I'm recieving seemingly random There's no line here to end errors at different parts in my code. At first I thought they were truly random and that I had some weird configuration error somewhere, but after more thorough investigations I have found that the error occurs when a page break and an extra line break within a paragraph coincide.

For example, if I have a paragraph containing an eqnarray* environment, and the entire paragraph does not fit on the page (so that the page breaks in the middle of the paragraph, usually between a line of text and the eqnarray*), I get the error.
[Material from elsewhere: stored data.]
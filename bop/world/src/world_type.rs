//! World types
//!
//! The engine keeps world types in a fixed table of sixteen slots and writes
//! their names into a sixteen character field of the level data.

use bop_error::WorldTypeError;
use log::info;
use smol_str::SmolStr;

pub const WORLD_TYPE_SLOTS: usize = 16;
pub const MAX_NAME_LENGTH: usize = 16;

pub const DEFAULT: &str = "default";
pub const FLAT: &str = "flat";
pub const LARGE_BIOMES: &str = "largeBiomes";
pub const AMPLIFIED: &str = "amplified";
pub const DEFAULT_1_1: &str = "default_1_1";

/// The world type of the mod
pub const BIOMES_O_PLENTY: &str = "BIOMESOP";
/// The mod's amplified world type, which the engine has to treat like [`AMPLIFIED`]
pub const BIOMES_O_PLENTY_AMPLIFIED: &str = "BIOMESOPAMPL";

#[derive(Debug, Clone, PartialEq, Eq, Hash)]
pub struct WorldType {
    /// The slot this type occupies
    pub id: u8,
    pub name: SmolStr,
    /// Whether the world creation screen shows an information notice for this type
    pub show_info_notice: bool,
}

impl WorldType {
    pub fn is(&self, name: &str) -> bool {
        self.name == name
    }
}

#[derive(Debug, Clone)]
pub struct WorldTypes {
    slots: [Option<WorldType>; WORLD_TYPE_SLOTS],
}

impl Default for WorldTypes {
    fn default() -> Self {
        Self::with_builtins()
    }
}

impl WorldTypes {
    /// A table containing only the engine's own world types
    pub fn with_builtins() -> Self {
        let mut types = WorldTypes {
            slots: Default::default(),
        };
        for (id, name, show_info_notice) in [
            (0, DEFAULT, false),
            (1, FLAT, false),
            (2, LARGE_BIOMES, false),
            (3, AMPLIFIED, true),
            (8, DEFAULT_1_1, false),
        ] {
            types.slots[id as usize] = Some(WorldType {
                id,
                name: name.into(),
                show_info_notice,
            });
        }
        types
    }

    /// Registers `name` in the first free slot
    pub fn register(
        &mut self,
        name: &str,
        show_info_notice: bool,
    ) -> Result<&WorldType, WorldTypeError> {
        if name.chars().count() > MAX_NAME_LENGTH {
            return Err(WorldTypeError::NameTooLong {
                name: name.to_string(),
                max: MAX_NAME_LENGTH,
            });
        }
        if self.get(name).is_some() {
            return Err(WorldTypeError::AlreadyRegistered {
                name: name.to_string(),
            });
        }
        let Some(index) = self.slots.iter().position(Option::is_none) else {
            return Err(WorldTypeError::NoFreeSlot {
                name: name.to_string(),
            });
        };

        info!("Registering world type {name} in slot {index}");
        let slot = &mut self.slots[index];
        Ok(slot.insert(WorldType {
            id: u8::try_from(index).expect("Slot index fits a byte"),
            name: name.into(),
            show_info_notice,
        }))
    }

    /// Registers the mod's normal and amplified world types
    pub fn register_mod_types(&mut self) -> Result<(), WorldTypeError> {
        self.register(BIOMES_O_PLENTY, false)?;
        self.register(BIOMES_O_PLENTY_AMPLIFIED, true)?;
        Ok(())
    }

    /// Looks a world type up by name, ignoring case like the engine does
    pub fn get(&self, name: &str) -> Option<&WorldType> {
        self.iter()
            .find(|world_type| world_type.name.eq_ignore_ascii_case(name))
    }

    pub fn by_id(&self, id: u8) -> Option<&WorldType> {
        self.slots.get(id as usize).and_then(Option::as_ref)
    }

    pub fn iter(&self) -> impl Iterator<Item = &WorldType> {
        self.slots.iter().flatten()
    }
}

#[cfg(test)]
mod tests {
    use bop_error::WorldTypeError;

    use super::{WorldTypes, AMPLIFIED, BIOMES_O_PLENTY, BIOMES_O_PLENTY_AMPLIFIED};

    #[test]
    fn mod_types_take_the_first_free_slots() {
        let mut types = WorldTypes::with_builtins();
        types.register_mod_types().unwrap();

        assert_eq!(types.get(AMPLIFIED).unwrap().id, 3);
        assert_eq!(types.get(BIOMES_O_PLENTY).unwrap().id, 4);
        let amplified = types.get(BIOMES_O_PLENTY_AMPLIFIED).unwrap();
        assert_eq!(amplified.id, 5);
        assert!(amplified.show_info_notice);
        assert_eq!(types.get("biomesop").unwrap().id, 4);
        assert_eq!(types.by_id(8).unwrap().name, "default_1_1");
    }

    #[test]
    fn rejects_invalid_registrations() {
        let mut types = WorldTypes::with_builtins();
        assert_eq!(
            types.register("BIOMESOPAMPLIFIED", true),
            Err(WorldTypeError::NameTooLong {
                name: "BIOMESOPAMPLIFIED".to_string(),
                max: 16
            })
        );
        assert_eq!(
            types.register("FLAT", false),
            Err(WorldTypeError::AlreadyRegistered {
                name: "FLAT".to_string()
            })
        );

        for index in 0..11 {
            types.register(&format!("custom{index}"), false).unwrap();
        }
        assert!(matches!(
            types.register("onetoomany", false),
            Err(WorldTypeError::NoFreeSlot { .. })
        ));
    }
}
Does anyone have any idea why this happens?

  • 8
    Avoid eqnarray, better use align of the amsmath package. You probably have misplaced \\ check if you really need this there. Perhaps show the relevant piece of code.
    – Stefan Kottwitz
    Dec 9, 2011 at 7:51
  • Have a look at Error message: There's no line here to end, and please tell us if that helped. We would close this question as a duplicate then.
    – Stefan Kottwitz
    Dec 9, 2011 at 8:03
  • do you have a blank line or \` before the eqnarray`? either of those is a bad idea. in fact, it's a bad idea before any display material; in math composition, for good style it is recommended that at least one text line appear at the top of a page before a display, to provide continuity for the reader. Dec 9, 2011 at 14:07

1 Answer 1


It turned out this wasn't at all related to any code I had in my actual document, but to a header definition I use in a package I've authored myself. If some fields where empty, some parts of the header ended up with two \\ following directly on each other. The first page had \maketitle on it, and thus didn't print out the header area, so the error didn't occur until LaTeX tried to create the second page - completely unrelated to what was in the document at the pagebreak.

Lessons learned:

  • When things go wrong at page breaks, don't only check the document itself - also check the header and footer definitions.

  • When authoring your own packages, make sure they don't make any unrealistic assumptions, such as "the document author will always want a subtitle"...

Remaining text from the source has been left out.